Music is a form of entertainment that is mediated through sound. I believe the experience of music can be extended to other senses beyond hearing. In particular, applying graphical visualization to music can make it more vivid, memorable, and enjoyable.
MidVis is a tool that aids in identifying properties of music. It differs from classic "ambient" visualizations in that everything you see encodes information about the music. Notes and their respective velocities and instruments are viewed through color, shape, and speed.
This program contains an implementation of the open-source midi player, TiMidity. Modifications were required to transform TiMidity into library form, and extract the relevant midi data while a sample is playing. When a midi file is opened, TiMidity is invoked on a separate FLTK thread (pthread). This measure is necessary to run a visualization simultaneously, as TiMidity enters a loop for the duration of the song. TiMidity raises events to the main application to signal Note-On and Note-Off events. Since TiMidity preprocesses a midi file immediately, all events are added to a queue where they will be handled once their sample timestamp has arrived. The render loop is run on the other thread, which maintains the midi time. For every frame of the animation, the event queue is tested. When a note is turned on, a GL_QUAD glyph is activated and added to the bottom of the screen. The X position of this glyph is determined by an interpolation of the note across the range of notes for the given instrument channel. When a note is turned off, the GL_QUAD glyph is deactivated. Deactive notes are moved up the screen at a rate of "speed" pixels per frame. Active notes are only "stretched". Additionally, a "fading" effect is applied, such that the alpha value of each note is decreased by "fade" alpha/frame.

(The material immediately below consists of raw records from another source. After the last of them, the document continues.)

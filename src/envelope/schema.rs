//! Schema templates for the envelope.

use serde_json::{json, Value};

/// Wrap a `data` schema into the schema of a full success envelope.
pub fn create_success_schema(data_schema: &Value) -> Value {
    json!({
        "title": "Success response schema",
        "type": "object",
        "properties": {
            "success": { "type": "boolean" },
            "data": data_schema,
        },
        "required": ["success", "data"],
    })
}
//! # Fireball - Minimal RPC-over-HTTP Function Server
//!
//! Fireball exposes named functions as `POST /<name>` endpoints. Every
//! response, success or failure, is a JSON envelope:
//!
//! ```text
//! { "success": true,  "data": <value> }
//! { "success": false, "error": { "code": "...", "message": "...", "additionalInfo": {...} } }
//! ```
//!
//! ## Architecture
//!
//! ```text
//! ┌──────────────────────────────────────────────────────────────┐
//! │                        HTTP/1.1 client                       │
//! └──────────────────────────────────────────────────────────────┘
//!                                │ POST /name
//!                                ▼
//! ┌──────────────────────────────────────────────────────────────┐
//! │                          Dispatcher                          │
//! │   method check ─ route lookup ─ request logger ─ body read   │
//! │  ┌────────────────────────────────────────────────────────┐  │
//! │  │                   Function Registry                    │  │
//! │  │   /hello ──► handler         /hi ──► handler + schema  │  │
//! │  └────────────────────────────────────────────────────────┘  │
//! │        envelope ─► compiled serializer or generic JSON       │
//! └──────────────────────────────────────────────────────────────┘
//! ```
//!
//! ## Usage
//!
//! ```rust,no_run
//! use fireball::prelude::*;
//! use serde_json::json;
//!
//! #[tokio::main]
//! async fn main() -> Result<(), Box<dyn std::error::Error + Send + Sync>> {
//!     let mut server = Server::new(ServerConfig::from_env());
//!
//!     server.register("hello", |_req: RawRequest, _ctx: RequestContext| async {
//!         Ok::<_, HandlerError>(success(json!({ "message": "hello world" })))
//!     });
//!
//!     let handle = server.listen().await?;
//!     handle.close_on_signal().await??;
//!     handle.wait_drained().await?;
//!     Ok(())
//! }
//! ```
//!
//! Business failures are returned with [`fail`] and keep status 200. A handler
//! that returns `Err` or panics is answered with 500 `internal_error` and the
//! server keeps serving.

pub mod envelope;
pub mod function;
pub mod http;
pub mod logger;
pub mod runtime;
pub mod schema;

/// Re-export commonly used types.
pub mod prelude {
    pub use crate::envelope::{fail, success, Envelope, ErrorCode, FunctionError};
    pub use crate::function::{FunctionHandler, HandlerError, RequestContext};
    pub use crate::http::{RawRequest, StatusCode};
    pub use crate::logger::ScopedLogger;
    pub use crate::runtime::{Server, ServerConfig, ServerHandle};
    pub use crate::schema::FunctionSchema;
    pub use async_trait::async_trait;
    pub use fireball_macro::fireball_function;
}

// Re-export for convenience
pub use envelope::{fail, success, Envelope, FunctionError};
pub use function::{FunctionHandler, HandlerError, RequestContext};
pub use http::RawRequest;
pub use runtime::{Server, ServerConfig, ServerError, ServerHandle};
pub use schema::FunctionSchema;
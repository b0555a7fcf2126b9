//! Compiled serializers keyed by function path.

use super::{compile, CompiledSerializer, FunctionSchema, SchemaError};
use std::collections::HashMap;
use std::sync::Arc;
use tracing::debug;

/// Serializers compiled at registration time, shared read-only while serving.
#[derive(Debug, Default, Clone)]
pub struct SerializerRegistry {
    serializers: HashMap<String, Arc<CompiledSerializer>>,
}

impl SerializerRegistry {
    pub fn new() -> Self {
        Self::default()
    }

    /// Compile `schema.response` and store it under `name`, replacing any previous entry.
    pub fn compile_and_insert(
        &mut self,
        name: impl Into<String>,
        schema: &FunctionSchema,
    ) -> Result<Arc<CompiledSerializer>, SchemaError> {
        let name = name.into();
        let serializer = Arc::new(compile(&schema.response)?);
        debug!(function = %name, "compiled response serializer");
        self.serializers.insert(name, Arc::clone(&serializer));
        Ok(serializer)
    }

    /// Drop the serializer for `name`, if any.
    pub fn remove(&mut self, name: &str) -> Option<Arc<CompiledSerializer>> {
        self.serializers.remove(name)
    }

    pub fn get(&self, name: &str) -> Option<&Arc<CompiledSerializer>> {
        self.serializers.get(name)
    }

    pub fn len(&self) -> usize {
        self.serializers.len()
    }

    pub fn is_empty(&self) -> bool {
        self.serializers.is_empty()
    }
}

MidVis was developed on the Windows platform using MinGW and MSYS. It uses FLTK, OpenGL, and TiMidity++. Each of these components is cross-platform, so it is conceivable that MidVis may be built for other platforms such as Linux. Doing so would undoubtedly require that the Makefile be edited, and the correct libraries be included. This process is not within the scope of my documentation.

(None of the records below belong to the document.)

//! Schema-driven response serializers.
//!
//! A function registered with a response schema gets a [`CompiledSerializer`]
//! built once at registration time. Compilation validates the schema with
//! `jsonschema` so that a broken schema fails during wiring, never mid-traffic.

mod plan;
mod registry;

pub use registry::SerializerRegistry;

use crate::envelope::{create_success_schema, Envelope};
use plan::Node;
use serde::{Deserialize, Serialize};
use serde_json::Value;
use thiserror::Error;

/// Schemas attached to a function at registration.
#[derive(Debug, Clone, PartialEq, Serialize, Deserialize)]
pub struct FunctionSchema {
    /// JSON Schema of the `data` field of a success envelope.
    pub response: Value,
}

impl FunctionSchema {
    pub fn new(response: Value) -> Self {
        Self { response }
    }
}

/// A response schema could not be compiled.
#[derive(Debug, Error)]
pub enum SchemaError {
    /// The schema is not valid JSON Schema.
    #[error("invalid JSON schema: {0}")]
    Invalid(String),
    /// A keyword has a shape the compiler cannot use.
    #[error("malformed schema at `{path}`: {reason}")]
    Malformed { path: String, reason: String },
    /// `type` names something other than a JSON Schema primitive type.
    #[error("unsupported type `{name}` at `{path}`")]
    UnknownType { path: String, name: String },
    /// The top-level schema describes something other than an object.
    #[error("response data schema must describe an object, found type `{0}`")]
    NotAnObject(String),
}

/// A compiled serializer was handed a value it cannot encode.
#[derive(Debug, Error)]
pub enum SerializeError {
    #[error("compiled serializer only accepts success envelopes")]
    NotSuccess,
    #[error("expected {expected} at `{path}`")]
    TypeMismatch { path: String, expected: &'static str },
    #[error("missing required property `{path}`")]
    MissingRequired { path: String },
    #[error(transparent)]
    Json(#[from] serde_json::Error),
    #[error(transparent)]
    Utf8(#[from] std::string::FromUtf8Error),
}

impl SerializeError {
    /// Prefix the error location with `segment`.
    pub(crate) fn nested(self, segment: &str) -> Self {
        let join = |path: String| {
            if path.is_empty() {
                segment.to_string()
            } else if path.starts_with('[') {
                format!("{}{}", segment, path)
            } else {
                format!("{}.{}", segment, path)
            }
        };

        match self {
            SerializeError::TypeMismatch { path, expected } => SerializeError::TypeMismatch {
                path: join(path),
                expected,
            },
            SerializeError::MissingRequired { path } => {
                SerializeError::MissingRequired { path: join(path) }
            }
            other => other,
        }
    }
}

const SUCCESS_PREFIX: &[u8] = br#"{"success":true,"data":"#;

/// Serializer for the success envelope of one function, derived from its schema.
#[derive(Debug, Clone)]
pub struct CompiledSerializer {
    data: Node,
    schema: Value,
}

impl CompiledSerializer {
    /// Full success-envelope schema this serializer was compiled from.
    pub fn schema(&self) -> &Value {
        &self.schema
    }

    /// Encode a success envelope. Failure envelopes are rejected.
    pub fn serialize(&self, envelope: &Envelope) -> Result<String, SerializeError> {
        let Envelope::Success { data } = envelope else {
            return Err(SerializeError::NotSuccess);
        };

        let mut out = Vec::with_capacity(128);
        out.extend_from_slice(SUCCESS_PREFIX);
        self.data
            .write(data, &mut out)
            .map_err(|e| e.nested("data"))?;
        out.push(b'}');

        Ok(String::from_utf8(out)?)
    }
}

/// Compile the `data` schema of a function into a [`CompiledSerializer`].
///
/// Deterministic and free of side effects: the same schema always yields an
/// equivalent serializer.
pub fn compile(data_schema: &Value) -> Result<CompiledSerializer, SchemaError> {
    if !data_schema.is_object() {
        return Err(SchemaError::Malformed {
            path: "data".to_string(),
            reason: "schema must be a JSON object".to_string(),
        });
    }

    let schema = create_success_schema(data_schema);
    jsonschema::validator_for(&schema).map_err(|e| SchemaError::Invalid(e.to_string()))?;

    let data = Node::compile(data_schema, "data")?;
    match &data {
        Node::Object(_) | Node::Any => {}
        Node::Nullable(inner) if matches!(**inner, Node::Object(_)) => {}
        Node::Nullable(inner) => {
            return Err(SchemaError::NotAnObject(format!("{}|null", inner.type_name())))
        }
        other => return Err(SchemaError::NotAnObject(other.type_name().to_string())),
    }

    Ok(CompiledSerializer { data, schema })
}
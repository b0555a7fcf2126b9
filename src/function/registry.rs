//! Function registry keyed by exact request path.
//!
//! Function names are stored as the full path including one leading slash:
//! registering `"hello"` or `"/hello"` binds `POST /hello`, and `""` binds
//! `POST /`. Lookups are exact; `/hello/` does not match `/hello`.
//!
//! Registering a name twice replaces the earlier function (last registration
//! wins) and logs a warning. The registry is filled before the server starts
//! listening and is read-only afterwards.

use crate::function::handler::FunctionHandler;
use crate::schema::{CompiledSerializer, FunctionSchema, SchemaError, SerializerRegistry};
use std::collections::HashMap;
use std::sync::Arc;
use tracing::{info, warn};

/// Normalise a function name to the path it is served on.
pub fn route_key(name: &str) -> String {
    format!("/{}", name.trim_start_matches('/'))
}

/// Result of a successful lookup.
#[derive(Clone)]
pub struct Route {
    pub handler: Arc<dyn FunctionHandler>,
    pub serializer: Option<Arc<CompiledSerializer>>,
}

/// Registry of functions and their compiled serializers.
#[derive(Default)]
pub struct FunctionRegistry {
    functions: HashMap<String, Arc<dyn FunctionHandler>>,
    serializers: SerializerRegistry,
}

impl FunctionRegistry {
    pub fn new() -> Self {
        Self::default()
    }

    /// Bind `handler` to `name`; success responses use generic JSON encoding.
    ///
    /// Returns the path the function is served on.
    pub fn register(&mut self, name: &str, handler: impl FunctionHandler) -> String {
        let key = route_key(name);
        self.serializers.remove(&key);
        self.insert(key.clone(), Arc::new(handler));
        key
    }

    /// Bind `handler` to `name` and compile `schema.response` for its success responses.
    ///
    /// Nothing is registered if the schema does not compile.
    pub fn register_with_schema(
        &mut self,
        name: &str,
        schema: &FunctionSchema,
        handler: impl FunctionHandler,
    ) -> Result<String, SchemaError> {
        let key = route_key(name);
        self.serializers.compile_and_insert(key.clone(), schema)?;
        self.insert(key.clone(), Arc::new(handler));
        Ok(key)
    }

    fn insert(&mut self, key: String, handler: Arc<dyn FunctionHandler>) {
        if self.functions.insert(key.clone(), handler).is_some() {
            warn!(function = %key, "replacing previously registered function");
        } else {
            info!(function = %key, "registered function");
        }
    }

    /// Look up the function served on `path`.
    pub fn resolve(&self, path: &str) -> Option<Route> {
        let handler = self.functions.get(path)?;
        Some(Route {
            handler: Arc::clone(handler),
            serializer: self.serializers.get(path).cloned(),
        })
    }

    pub fn contains(&self, path: &str) -> bool {
        self.functions.contains_key(path)
    }

    pub fn has_serializer(&self, path: &str) -> bool {
        self.serializers.get(path).is_some()
    }

    /// Registered paths, sorted.
    pub fn names(&self) -> Vec<&str> {
        let mut names: Vec<&str> = self.functions.keys().map(String::as_str).collect();
        names.sort_unstable();
        names
    }

    pub fn len(&self) -> usize {
        self.functions.len()
    }

    pub fn is_empty(&self) -> bool {
        self.functions.is_empty()
    }
}

#[cfg(test)]
mod tests {
    use super::*;
    use crate::envelope::{success, Envelope};
    use crate::function::handler::{HandlerError, RequestContext};
    use crate::http::RawRequest;
    use serde_json::json;

    async fn hello(_req: RawRequest, _ctx: RequestContext) -> Result<Envelope, HandlerError> {
        Ok(success(json!({"message": "hello world"})))
    }

    #[test]
    fn test_route_key() {
        assert_eq!(route_key("hello"), "/hello");
        assert_eq!(route_key("/hello"), "/hello");
        assert_eq!(route_key(""), "/");
        assert_eq!(route_key("/"), "/");
        assert_eq!(route_key("a/b"), "/a/b");
    }

    #[test]
    fn test_exact_lookup() {
        let mut registry = FunctionRegistry::new();
        assert_eq!(registry.register("hello", hello), "/hello");

        assert!(registry.resolve("/hello").is_some());
        assert!(registry.resolve("/hello/").is_none());
        assert!(registry.resolve("hello").is_none());
        assert!(registry.resolve("/HELLO").is_none());
    }

    #[test]
    fn test_root_function() {
        let mut registry = FunctionRegistry::new();
        registry.register("", hello);
        assert!(registry.contains("/"));
    }

    #[test]
    fn test_last_registration_wins() {
        let mut registry = FunctionRegistry::new();
        let schema = FunctionSchema::new(json!({"type": "object"}));
        registry.register_with_schema("two", &schema, hello).unwrap();
        assert!(registry.has_serializer("/two"));

        registry.register("two", hello);
        assert_eq!(registry.len(), 1);
        assert!(!registry.has_serializer("/two"));
        assert!(registry.resolve("/two").unwrap().serializer.is_none());
    }

    #[test]
    fn test_bad_schema_registers_nothing() {
        let mut registry = FunctionRegistry::new();
        let schema = FunctionSchema::new(json!({"type": "object", "properties": 3}));
        assert!(registry.register_with_schema("broken", &schema, hello).is_err());
        assert!(registry.is_empty());
    }

    #[test]
    fn test_names_sorted() {
        let mut registry = FunctionRegistry::new();
        registry.register("zeta", hello);
        registry.register("alpha", hello);
        assert_eq!(registry.names(), vec!["/alpha", "/zeta"]);
    }
}
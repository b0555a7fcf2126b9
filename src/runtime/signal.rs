//! Opt-in termination signal handling.
//!
//! Nothing here is installed automatically; the host application decides
//! whether a signal should close the server (see
//! [`ServerHandle::close_on_signal`](crate::runtime::ServerHandle::close_on_signal)).

use tracing::{error, info};

/// Resolve once the process receives Ctrl-C or, on Unix, SIGTERM.
pub async fn shutdown_signal() {
    let interrupt = async {
        if let Err(err) = tokio::signal::ctrl_c().await {
            error!("failed to listen for interrupt signal: {}", err);
            std::future::pending::<()>().await;
        }
    };

    #[cfg(unix)]
    let terminate = async {
        use tokio::signal::unix::{signal, SignalKind};

        match signal(SignalKind::terminate()) {
            Ok(mut stream) => {
                stream.recv().await;
            }
            Err(err) => {
                error!("failed to listen for terminate signal: {}", err);
                std::future::pending::<()>().await;
            }
        }
    };

    #[cfg(not(unix))]
    let terminate = std::future::pending::<()>();

    tokio::select! {
        _ = interrupt => info!("received interrupt signal"),
        _ = terminate => info!("received terminate signal"),
    }
}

To run MidVis, download the Binary above. midvis.exe and timidity.cfg are needed to run. Also you will need to download EAWPats and save them in a local folder "eawpats". You may optionally use a different set of instrument patches if you are familiar with TiMidity customization.

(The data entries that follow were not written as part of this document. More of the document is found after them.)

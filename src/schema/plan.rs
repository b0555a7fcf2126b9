//! Serialization plan compiled from a JSON Schema.

use super::{SchemaError, SerializeError};
use serde_json::{Map, Value};
use std::collections::HashMap;
use std::io::Write;

/// Keywords whose semantics the plan does not model. Values under them are
/// encoded generically.
const GENERIC_KEYWORDS: [&str; 4] = ["$ref", "anyOf", "oneOf", "allOf"];

#[derive(Debug, Clone, PartialEq)]
pub(crate) enum Node {
    Any,
    Null,
    Boolean,
    Integer,
    Number,
    String,
    Array(Box<Node>),
    Object(ObjectPlan),
    Nullable(Box<Node>),
}

#[derive(Debug, Clone, PartialEq)]
pub(crate) struct ObjectPlan {
    properties: Vec<Property>,
    /// Property name to its index in `properties`.
    declared: HashMap<String, usize>,
    additional: Additional,
}

#[derive(Debug, Clone, PartialEq)]
struct Property {
    name: String,
    /// Pre-encoded `"name":` fragment.
    key: Vec<u8>,
    node: Node,
    required: bool,
}

#[derive(Debug, Clone, PartialEq)]
enum Additional {
    Any,
    Drop,
    Typed(Box<Node>),
}

fn malformed(path: &str, reason: impl Into<String>) -> SchemaError {
    SchemaError::Malformed {
        path: path.to_string(),
        reason: reason.into(),
    }
}

impl Node {
    pub(crate) fn compile(schema: &Value, path: &str) -> Result<Node, SchemaError> {
        let map = match schema {
            Value::Bool(_) => return Ok(Node::Any),
            Value::Object(map) => map,
            _ => return Err(malformed(path, "schema must be an object or a boolean")),
        };

        if GENERIC_KEYWORDS.iter().any(|k| map.contains_key(*k)) {
            return Ok(Node::Any);
        }

        match map.get("type") {
            None if map.contains_key("properties") => Self::compile_named("object", map, path),
            None if map.contains_key("items") => Self::compile_named("array", map, path),
            None => Ok(Node::Any),
            Some(Value::String(name)) => Self::compile_named(name, map, path),
            Some(Value::Array(names)) => {
                let names = names
                    .iter()
                    .map(|n| n.as_str().ok_or_else(|| malformed(path, "`type` entries must be strings")))
                    .collect::<Result<Vec<_>, _>>()?;

                match names.as_slice() {
                    [single] => Self::compile_named(single, map, path),
                    [a, b] if *a == "null" || *b == "null" => {
                        let other = if *a == "null" { b } else { a };
                        Ok(Node::Nullable(Box::new(Self::compile_named(other, map, path)?)))
                    }
                    _ => Ok(Node::Any),
                }
            }
            Some(_) => Err(malformed(path, "`type` must be a string or an array of strings")),
        }
    }

    fn compile_named(name: &str, map: &Map<String, Value>, path: &str) -> Result<Node, SchemaError> {
        match name {
            "null" => Ok(Node::Null),
            "boolean" => Ok(Node::Boolean),
            "integer" => Ok(Node::Integer),
            "number" => Ok(Node::Number),
            "string" => Ok(Node::String),
            "array" => {
                let items = match map.get("items") {
                    None => Node::Any,
                    Some(items) => Node::compile(items, &format!("{}[]", path))?,
                };
                Ok(Node::Array(Box::new(items)))
            }
            "object" => Ok(Node::Object(ObjectPlan::compile(map, path)?)),
            other => Err(SchemaError::UnknownType {
                path: path.to_string(),
                name: other.to_string(),
            }),
        }
    }

    pub(crate) fn type_name(&self) -> &'static str {
        match self {
            Node::Any => "any",
            Node::Null => "null",
            Node::Boolean => "boolean",
            Node::Integer => "integer",
            Node::Number => "number",
            Node::String => "string",
            Node::Array(_) => "array",
            Node::Object(_) => "object",
            Node::Nullable(inner) => inner.type_name(),
        }
    }

    fn mismatch(&self) -> SerializeError {
        SerializeError::TypeMismatch {
            path: String::new(),
            expected: self.type_name(),
        }
    }

    /// Append the JSON encoding of `value` to `out`.
    pub(crate) fn write(&self, value: &Value, out: &mut Vec<u8>) -> Result<(), SerializeError> {
        match (self, value) {
            (Node::Any, _) => serde_json::to_writer(&mut *out, value)?,
            (Node::Null | Node::Nullable(_), Value::Null) => out.extend_from_slice(b"null"),
            (Node::Nullable(inner), _) => inner.write(value, out)?,
            (Node::Boolean, Value::Bool(true)) => out.extend_from_slice(b"true"),
            (Node::Boolean, Value::Bool(false)) => out.extend_from_slice(b"false"),
            (Node::Integer, Value::Number(n)) => {
                let integral = n.is_i64() || n.is_u64() || n.as_f64().is_some_and(|f| f.fract() == 0.0);
                if !integral {
                    return Err(self.mismatch());
                }
                write!(out, "{}", n).map_err(serde_json::Error::io)?;
            }
            (Node::Number, Value::Number(n)) => write!(out, "{}", n).map_err(serde_json::Error::io)?,
            (Node::String, Value::String(_)) => serde_json::to_writer(&mut *out, value)?,
            (Node::Array(item), Value::Array(values)) => {
                out.push(b'[');
                for (i, v) in values.iter().enumerate() {
                    if i > 0 {
                        out.push(b',');
                    }
                    item.write(v, out).map_err(|e| e.nested(&format!("[{}]", i)))?;
                }
                out.push(b']');
            }
            (Node::Object(plan), Value::Object(map)) => plan.write(map, out)?,
            _ => return Err(self.mismatch()),
        }
        Ok(())
    }
}

impl ObjectPlan {
    fn compile(map: &Map<String, Value>, path: &str) -> Result<ObjectPlan, SchemaError> {
        let required: Vec<&str> = match map.get("required") {
            None => Vec::new(),
            Some(Value::Array(names)) => names
                .iter()
                .map(|n| n.as_str().ok_or_else(|| malformed(path, "`required` entries must be strings")))
                .collect::<Result<_, _>>()?,
            Some(_) => return Err(malformed(path, "`required` must be an array")),
        };

        let mut properties = Vec::new();
        match map.get("properties") {
            None => {}
            Some(Value::Object(props)) => {
                for (name, schema) in props {
                    let node = Node::compile(schema, &format!("{}.{}", path, name))?;
                    properties.push(Property {
                        key: format!("{}:", Value::String(name.clone())).into_bytes(),
                        name: name.clone(),
                        node,
                        required: required.contains(&name.as_str()),
                    });
                }
            }
            Some(_) => return Err(malformed(path, "`properties` must be an object")),
        }

        let additional = match map.get("additionalProperties") {
            None | Some(Value::Bool(true)) => Additional::Any,
            Some(Value::Bool(false)) => Additional::Drop,
            Some(schema @ Value::Object(_)) => {
                Additional::Typed(Box::new(Node::compile(schema, &format!("{}.*", path))?))
            }
            Some(_) => return Err(malformed(path, "`additionalProperties` must be a boolean or a schema")),
        };

        let declared = properties
            .iter()
            .enumerate()
            .map(|(i, p)| (p.name.clone(), i))
            .collect();
        Ok(ObjectPlan {
            properties,
            declared,
            additional,
        })
    }

    /// Keys are written in the data's own order, the same order generic
    /// encoding uses, so both paths produce identical bytes.
    fn write(&self, map: &Map<String, Value>, out: &mut Vec<u8>) -> Result<(), SerializeError> {
        if let Some(missing) = self
            .properties
            .iter()
            .find(|prop| prop.required && !map.contains_key(&prop.name))
        {
            return Err(SerializeError::MissingRequired {
                path: missing.name.clone(),
            });
        }

        out.push(b'{');
        let mut first = true;

        for (name, value) in map {
            let declared = self.declared.get(name).map(|&i| &self.properties[i]);
            if declared.is_none() && self.additional == Additional::Drop {
                continue;
            }

            if !first {
                out.push(b',');
            }
            first = false;

            match (declared, &self.additional) {
                (Some(prop), _) => {
                    out.extend_from_slice(&prop.key);
                    prop.node.write(value, out).map_err(|e| e.nested(name))?;
                }
                (None, Additional::Typed(node)) => {
                    serde_json::to_writer(&mut *out, name)?;
                    out.push(b':');
                    node.write(value, out).map_err(|e| e.nested(name))?;
                }
                (None, _) => {
                    serde_json::to_writer(&mut *out, name)?;
                    out.push(b':');
                    serde_json::to_writer(&mut *out, value)?;
                }
            }
        }

        out.push(b'}');
        Ok(())
    }
}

Writing music applications is more difficult than I anticipated. 90% of my effort on this project was dedicated to retreiving relevant information from midi files. This implies working with TiMidity. TiMidity was a hassle, but in the end it proved to be powerful. TiMidity was written in C, and this program in C++. I struggled for a while trying to get all of the components to link together. Also, TiMidity is its own program which has its own main loop. This required the design of a multithreaded application. With which, I ran into some synchronization issues along the way which set me back a while. The sum of these and other little nuisances resulted in a large inconvenience that could have been avoided if I chose another subject. However, I feel that this aspect of software engineering was a useful experience. Like I say, the other 10% was merely coding the visualization. While it was not as impressive as I hoped, I still got the job done in a functional way. I guess you can call it the Minimal Midi Visualizer.